Railway station in the Netherlands

Eijsden railway station is a railway station in the village of Eijsden, Limburg, Netherlands. It is the southernmost railway station in the Netherlands. The railway station is located on the railway line between Liège-Guillemins (Belgium) and Maastricht (Netherlands). Only trains of the National Railway Company of Belgium between the two stations call in Eijsden; Nederlandse Spoorwegen trains don't serve the station. It opened on 24 November 1861, and was closed between 10 December 2006 and 11 December 2011.

==Train services==
The station is served by the following service(s):
- 1x per hour Local services (stoptrein) Hasselt - Liers - Liège - Visè - Maastricht (weekdays)
- 1x per hour Local services (stoptrein) Liège - Visè - Maastricht (weekends)

==2006–2011 closure==
When the National Railway Company of Belgium extended the InterCity line between Brussels-South and Liège-Guillemins to Maastricht, the regular local service between Liège-Guillemins and Maastricht was halted. The InterCity trains were too long to halt in Eijsden, so the railway station was closed. A new busline was opened between Maastricht and the railway station in Visé (Belgium) to serve Eijsden.

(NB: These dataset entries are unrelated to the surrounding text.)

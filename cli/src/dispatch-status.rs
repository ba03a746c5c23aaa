mod config;

use std::time::Duration;

use anyhow::Result;
use clap::Parser;
use serde_json::json;

use lib_dispatch::DispatchContext;

use crate::config::{CommonArgs, parse_with_dotenv};

/// Reports the reachability of the processing service and, optionally, opens the duplex channel.
#[derive(Parser, Debug)]
#[command(version, about)]
struct Args {
    #[command(flatten)]
    common: CommonArgs,

    /// Open the duplex channel and print every status transition.
    #[arg(long)]
    connect: bool,

    /// Keep the channel open for this many seconds before exiting.
    #[arg(long, default_value_t = 0)]
    watch_secs: u64,

    /// Fetch this content address through the asset cache and report its type and size.
    #[arg(long)]
    asset: Option<String>,
}

#[tokio::main]
async fn main() -> Result<()> {
    let (args, dotenv): (Args, _) = parse_with_dotenv(None, std::env::args_os()).unwrap_or_else(|e| e.exit());
    args.common.init_logging("dispatch-status")?;
    if let Some(path) = dotenv {
        log::debug!("Loaded environment from {}", path.display());
    }
    let config = args.common.resolve()?;

    let address = config.service_address.clone();
    let ctx = DispatchContext::with_http(config)?;

    let healthy = ctx.probe_health().await?;
    println!("{}", json!({ "address": address, "healthy": healthy }));

    if args.connect {
        let mut updates = ctx.subscribe_status();
        let printer = tokio::spawn(async move {
            while let Ok(update) = updates.recv().await {
                if let Ok(line) = serde_json::to_string(&update) {
                    println!("{}", line);
                }
            }
        });

        let connected = ctx.ensure_connected().await;
        log::info!("Channel open: {}", connected);
        if connected && args.watch_secs > 0 {
            tokio::time::sleep(Duration::from_secs(args.watch_secs)).await;
        }
        ctx.shutdown();
        printer.abort();
    }

    if let Some(url) = &args.asset {
        let asset = ctx.resolve_asset(url).await?;
        println!(
            "{}",
            json!({
                "asset": url,
                "mimeType": asset.mime_type,
                "base64Len": asset.data_base64.len(),
            })
        );
    }

    Ok(())
}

After the closure of the railway station, citizens of Eijsden formed the committee "Trein Terug In Eijsden" (Return the Train To Eijsden), which aimed to reopen the railway station. Overhead lines at the station carry 3 kV direct current, like the Belgian railway network, whereas the Dutch railway network carries 1.5 kV. Regular Dutch electric trains are not able to reach Eijsden unless they are multi-system units. As of 11 December 2011 Eijsden is again being served by Belgian trains, thus reopening the station after a 5-year closure.